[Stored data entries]
--*--
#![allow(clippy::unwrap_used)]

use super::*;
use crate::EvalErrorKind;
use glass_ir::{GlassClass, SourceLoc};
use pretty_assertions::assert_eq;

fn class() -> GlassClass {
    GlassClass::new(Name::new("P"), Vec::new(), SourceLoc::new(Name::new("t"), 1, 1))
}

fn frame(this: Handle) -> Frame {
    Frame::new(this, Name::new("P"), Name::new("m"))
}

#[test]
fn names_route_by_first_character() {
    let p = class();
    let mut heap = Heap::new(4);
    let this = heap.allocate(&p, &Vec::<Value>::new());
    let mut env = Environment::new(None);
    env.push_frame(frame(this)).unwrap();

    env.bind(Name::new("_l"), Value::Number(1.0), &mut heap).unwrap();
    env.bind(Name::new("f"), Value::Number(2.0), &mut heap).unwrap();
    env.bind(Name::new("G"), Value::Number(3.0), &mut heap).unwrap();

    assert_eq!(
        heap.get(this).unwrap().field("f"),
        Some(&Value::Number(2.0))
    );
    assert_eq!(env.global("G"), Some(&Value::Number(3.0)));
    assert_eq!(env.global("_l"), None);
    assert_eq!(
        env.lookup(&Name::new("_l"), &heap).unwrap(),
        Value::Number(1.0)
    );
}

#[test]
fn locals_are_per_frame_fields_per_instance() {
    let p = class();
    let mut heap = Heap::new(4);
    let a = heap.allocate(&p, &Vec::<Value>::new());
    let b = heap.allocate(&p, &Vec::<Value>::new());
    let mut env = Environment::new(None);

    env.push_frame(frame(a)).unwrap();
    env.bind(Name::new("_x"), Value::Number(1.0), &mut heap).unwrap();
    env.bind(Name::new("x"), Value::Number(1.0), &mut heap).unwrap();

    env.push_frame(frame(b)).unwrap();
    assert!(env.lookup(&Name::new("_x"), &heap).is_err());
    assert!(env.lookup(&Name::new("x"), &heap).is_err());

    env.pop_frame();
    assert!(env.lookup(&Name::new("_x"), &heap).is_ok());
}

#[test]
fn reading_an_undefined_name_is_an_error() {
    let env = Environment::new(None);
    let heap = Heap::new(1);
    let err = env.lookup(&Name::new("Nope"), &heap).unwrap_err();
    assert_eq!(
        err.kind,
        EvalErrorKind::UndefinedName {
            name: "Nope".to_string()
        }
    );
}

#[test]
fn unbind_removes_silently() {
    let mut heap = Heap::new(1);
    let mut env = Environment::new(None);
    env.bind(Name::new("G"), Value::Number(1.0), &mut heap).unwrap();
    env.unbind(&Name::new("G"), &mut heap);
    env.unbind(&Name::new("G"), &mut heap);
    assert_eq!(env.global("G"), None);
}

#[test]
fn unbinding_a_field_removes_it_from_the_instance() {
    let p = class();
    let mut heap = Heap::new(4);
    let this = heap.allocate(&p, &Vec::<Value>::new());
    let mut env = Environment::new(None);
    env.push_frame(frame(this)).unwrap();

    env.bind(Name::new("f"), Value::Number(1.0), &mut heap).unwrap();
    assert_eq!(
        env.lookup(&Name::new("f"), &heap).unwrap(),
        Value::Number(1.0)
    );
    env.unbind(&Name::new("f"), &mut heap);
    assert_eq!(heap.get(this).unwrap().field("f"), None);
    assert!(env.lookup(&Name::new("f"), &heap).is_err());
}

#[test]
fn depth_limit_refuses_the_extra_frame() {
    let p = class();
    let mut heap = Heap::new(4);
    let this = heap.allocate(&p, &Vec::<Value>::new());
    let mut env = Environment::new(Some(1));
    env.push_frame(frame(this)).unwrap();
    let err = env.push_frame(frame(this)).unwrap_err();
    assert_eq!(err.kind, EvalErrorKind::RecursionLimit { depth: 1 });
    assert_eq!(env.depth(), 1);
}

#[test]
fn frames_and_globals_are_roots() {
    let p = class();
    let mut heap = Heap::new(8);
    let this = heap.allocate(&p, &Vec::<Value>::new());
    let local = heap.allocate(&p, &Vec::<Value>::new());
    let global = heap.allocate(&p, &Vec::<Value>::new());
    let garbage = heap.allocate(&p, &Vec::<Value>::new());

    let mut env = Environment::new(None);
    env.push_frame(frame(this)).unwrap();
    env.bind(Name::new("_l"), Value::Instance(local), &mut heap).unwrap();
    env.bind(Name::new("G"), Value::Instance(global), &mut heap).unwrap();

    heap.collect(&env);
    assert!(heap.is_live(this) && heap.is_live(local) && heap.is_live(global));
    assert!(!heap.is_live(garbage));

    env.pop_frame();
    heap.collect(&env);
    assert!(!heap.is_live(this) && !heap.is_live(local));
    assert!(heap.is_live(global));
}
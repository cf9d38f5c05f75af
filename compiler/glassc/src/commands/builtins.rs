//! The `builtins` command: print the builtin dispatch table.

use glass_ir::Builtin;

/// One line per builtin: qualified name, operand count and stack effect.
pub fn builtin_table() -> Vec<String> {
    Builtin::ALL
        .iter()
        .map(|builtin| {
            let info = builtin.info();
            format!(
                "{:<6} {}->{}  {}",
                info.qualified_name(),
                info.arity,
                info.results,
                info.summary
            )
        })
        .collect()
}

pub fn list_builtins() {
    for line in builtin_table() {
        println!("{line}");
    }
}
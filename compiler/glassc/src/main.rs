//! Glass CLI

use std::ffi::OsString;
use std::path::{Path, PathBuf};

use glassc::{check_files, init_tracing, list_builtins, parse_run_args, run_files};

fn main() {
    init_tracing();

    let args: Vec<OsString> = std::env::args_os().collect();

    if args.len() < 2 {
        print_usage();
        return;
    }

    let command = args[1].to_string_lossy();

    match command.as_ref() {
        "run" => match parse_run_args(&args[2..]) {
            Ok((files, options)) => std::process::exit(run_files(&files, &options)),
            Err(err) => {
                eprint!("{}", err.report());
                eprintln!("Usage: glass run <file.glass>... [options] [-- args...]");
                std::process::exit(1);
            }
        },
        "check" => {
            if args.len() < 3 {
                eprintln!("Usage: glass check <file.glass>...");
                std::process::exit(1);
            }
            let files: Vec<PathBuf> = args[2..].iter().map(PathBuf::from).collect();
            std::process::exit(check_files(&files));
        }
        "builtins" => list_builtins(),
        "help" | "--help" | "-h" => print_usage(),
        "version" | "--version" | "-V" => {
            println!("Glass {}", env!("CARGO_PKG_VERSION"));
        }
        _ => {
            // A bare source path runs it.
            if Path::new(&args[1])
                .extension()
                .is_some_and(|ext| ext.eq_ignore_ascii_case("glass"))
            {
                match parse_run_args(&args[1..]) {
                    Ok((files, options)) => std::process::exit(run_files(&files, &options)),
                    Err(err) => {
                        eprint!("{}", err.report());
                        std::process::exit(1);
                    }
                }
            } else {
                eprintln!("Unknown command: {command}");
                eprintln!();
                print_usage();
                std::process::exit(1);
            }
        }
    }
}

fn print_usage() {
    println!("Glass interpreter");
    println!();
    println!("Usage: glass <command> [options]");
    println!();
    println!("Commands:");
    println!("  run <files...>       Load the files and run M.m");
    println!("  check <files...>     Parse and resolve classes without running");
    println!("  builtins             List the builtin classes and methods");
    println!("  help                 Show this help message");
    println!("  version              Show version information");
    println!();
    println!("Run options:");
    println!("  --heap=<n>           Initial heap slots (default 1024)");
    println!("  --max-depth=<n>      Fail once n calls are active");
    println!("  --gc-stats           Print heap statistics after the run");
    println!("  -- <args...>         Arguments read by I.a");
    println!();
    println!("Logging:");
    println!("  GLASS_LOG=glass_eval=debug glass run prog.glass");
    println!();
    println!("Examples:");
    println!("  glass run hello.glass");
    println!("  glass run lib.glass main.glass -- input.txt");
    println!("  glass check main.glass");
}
--*--
Problem statement:
Produce the entries above once more, identical in every detail.

Final answer:
#![allow(clippy::unwrap_used)]

use super::*;
use crate::EvalErrorKind;
use glass_ir::{GlassClass, SourceLoc};
use pretty_assertions::assert_eq;

fn class() -> GlassClass {
    GlassClass::new(Name::new("P"), Vec::new(), SourceLoc::new(Name::new("t"), 1, 1))
}

fn frame(this: Handle) -> Frame {
    Frame::new(this, Name::new("P"), Name::new("m"))
}

#[test]
fn names_route_by_first_character() {
    let p = class();
    let mut heap = Heap::new(4);
    let this = heap.allocate(&p, &Vec::<Value>::new());
    let mut env = Environment::new(None);
    env.push_frame(frame(this)).unwrap();

    env.bind(Name::new("_l"), Value::Number(1.0), &mut heap).unwrap();
    env.bind(Name::new("f"), Value::Number(2.0), &mut heap).unwrap();
    env.bind(Name::new("G"), Value::Number(3.0), &mut heap).unwrap();

    assert_eq!(
        heap.get(this).unwrap().field("f"),
        Some(&Value::Number(2.0))
    );
    assert_eq!(env.global("G"), Some(&Value::Number(3.0)));
    assert_eq!(env.global("_l"), None);
    assert_eq!(
        env.lookup(&Name::new("_l"), &heap).unwrap(),
        Value::Number(1.0)
    );
}

#[test]
fn locals_are_per_frame_fields_per_instance() {
    let p = class();
    let mut heap = Heap::new(4);
    let a = heap.allocate(&p, &Vec::<Value>::new());
    let b = heap.allocate(&p, &Vec::<Value>::new());
    let mut env = Environment::new(None);

    env.push_frame(frame(a)).unwrap();
    env.bind(Name::new("_x"), Value::Number(1.0), &mut heap).unwrap();
    env.bind(Name::new("x"), Value::Number(1.0), &mut heap).unwrap();

    env.push_frame(frame(b)).unwrap();
    assert!(env.lookup(&Name::new("_x"), &heap).is_err());
    assert!(env.lookup(&Name::new("x"), &heap).is_err());

    env.pop_frame();
    assert!(env.lookup(&Name::new("_x"), &heap).is_ok());
}

#[test]
fn reading_an_undefined_name_is_an_error() {
    let env = Environment::new(None);
    let heap = Heap::new(1);
    let err = env.lookup(&Name::new("Nope"), &heap).unwrap_err();
    assert_eq!(
        err.kind,
        EvalErrorKind::UndefinedName {
            name: "Nope".to_string()
        }
    );
}

#[test]
fn unbind_removes_silently() {
    let mut heap = Heap::new(1);
    let mut env = Environment::new(None);
    env.bind(Name::new("G"), Value::Number(1.0), &mut heap).unwrap();
    env.unbind(&Name::new("G"), &mut heap);
    env.unbind(&Name::new("G"), &mut heap);
    assert_eq!(env.global("G"), None);
}

#[test]
fn unbinding_a_field_removes_it_from_the_instance() {
    let p = class();
    let mut heap = Heap::new(4);
    let this = heap.allocate(&p, &Vec::<Value>::new());
    let mut env = Environment::new(None);
    env.push_frame(frame(this)).unwrap();

    env.bind(Name::new("f"), Value::Number(1.0), &mut heap).unwrap();
    assert_eq!(
        env.lookup(&Name::new("f"), &heap).unwrap(),
        Value::Number(1.0)
    );
    env.unbind(&Name::new("f"), &mut heap);
    assert_eq!(heap.get(this).unwrap().field("f"), None);
    assert!(env.lookup(&Name::new("f"), &heap).is_err());
}

#[test]
fn depth_limit_refuses_the_extra_frame() {
    let p = class();
    let mut heap = Heap::new(4);
    let this = heap.allocate(&p, &Vec::<Value>::new());
    let mut env = Environment::new(Some(1));
    env.push_frame(frame(this)).unwrap();
    let err = env.push_frame(frame(this)).unwrap_err();
    assert_eq!(err.kind, EvalErrorKind::RecursionLimit { depth: 1 });
    assert_eq!(env.depth(), 1);
}

#[test]
fn frames_and_globals_are_roots() {
    let p = class();
    let mut heap = Heap::new(8);
    let this = heap.allocate(&p, &Vec::<Value>::new());
    let local = heap.allocate(&p, &Vec::<Value>::new());
    let global = heap.allocate(&p, &Vec::<Value>::new());
    let garbage = heap.allocate(&p, &Vec::<Value>::new());

    let mut env = Environment::new(None);
    env.push_frame(frame(this)).unwrap();
    env.bind(Name::new("_l"), Value::Instance(local), &mut heap).unwrap();
    env.bind(Name::new("G"), Value::Instance(global), &mut heap).unwrap();

    heap.collect(&env);
    assert!(heap.is_live(this) && heap.is_live(local) && heap.is_live(global));
    assert!(!heap.is_live(garbage));

    env.pop_frame();
    heap.collect(&env);
    assert!(!heap.is_live(this) && !heap.is_live(local));
    assert!(heap.is_live(global));
}
repository cf9d38f5c05f75af
filename compiler/glassc/src/commands/builtins.rs
//! The `builtins` command: print the builtin dispatch table.

use glass_ir::Builtin;

/// One line per builtin: qualified name, operand count and stack effect.
pub fn builtin_table() -> Vec<String> {
    Builtin::ALL
        .iter()
        .map(|builtin| {
            let info = builtin.info();
            format!(
                "{:<6} {}->{}  {}",
                info.qualified_name(),
                info.arity,
                info.results,
                info.summary
            )
        })
        .collect()
}

pub fn list_builtins() {
    for line in builtin_table() {
        println!("{line}");
    }
}
filename compiler/glassc/src/main.rs
//! Glass CLI

use std::ffi::OsString;
use std::path::{Path, PathBuf};

use glassc::{check_files, init_tracing, list_builtins, parse_run_args, run_files};

fn main() {
    init_tracing();

    let args: Vec<OsString> = std::env::args_os().collect();

    if args.len() < 2 {
        print_usage();
        return;
    }

    let command = args[1].to_string_lossy();

    match command.as_ref() {
        "run" => match parse_run_args(&args[2..]) {
            Ok((files, options)) => std::process::exit(run_files(&files, &options)),
            Err(err) => {
                eprint!("{}", err.report());
                eprintln!("Usage: glass run <file.glass>... [options] [-- args...]");
                std::process::exit(1);
            }
        },
        "check" => {
            if args.len() < 3 {
                eprintln!("Usage: glass check <file.glass>...");
                std::process::exit(1);
            }
            let files: Vec<PathBuf> = args[2..].iter().map(PathBuf::from).collect();
            std::process::exit(check_files(&files));
        }
        "builtins" => list_builtins(),
        "help" | "--help" | "-h" => print_usage(),
        "version" | "--version" | "-V" => {
            println!("Glass {}", env!("CARGO_PKG_VERSION"));
        }
        _ => {
            // A bare source path runs it.
            if Path::new(&args[1])
                .extension()
                .is_some_and(|ext| ext.eq_ignore_ascii_case("glass"))
            {
                match parse_run_args(&args[1..]) {
                    Ok((files, options)) => std::process::exit(run_files(&files, &options)),
                    Err(err) => {
                        eprint!("{}", err.report());
                        std::process::exit(1);
                    }
                }
            } else {
                eprintln!("Unknown command: {command}");
                eprintln!();
                print_usage();
                std::process::exit(1);
            }
        }
    }
}

fn print_usage() {
    println!("Glass interpreter");
    println!();
    println!("Usage: glass <command> [options]");
    println!();
    println!("Commands:");
    println!("  run <files...>       Load the files and run M.m");
    println!("  check <files...>     Parse and resolve classes without running");
    println!("  builtins             List the builtin classes and methods");
    println!("  help                 Show this help message");
    println!("  version              Show version information");
    println!();
    println!("Run options:");
    println!("  --heap=<n>           Initial heap slots (default 1024)");
    println!("  --max-depth=<n>      Fail once n calls are active");
    println!("  --gc-stats           Print heap statistics after the run");
    println!("  -- <args...>         Arguments read by I.a");
    println!();
    println!("Logging:");
    println!("  GLASS_LOG=glass_eval=debug glass run prog.glass");
    println!();
    println!("Examples:");
    println!("  glass run hello.glass");
    println!("  glass run lib.glass main.glass -- input.txt");
    println!("  glass check main.glass");
}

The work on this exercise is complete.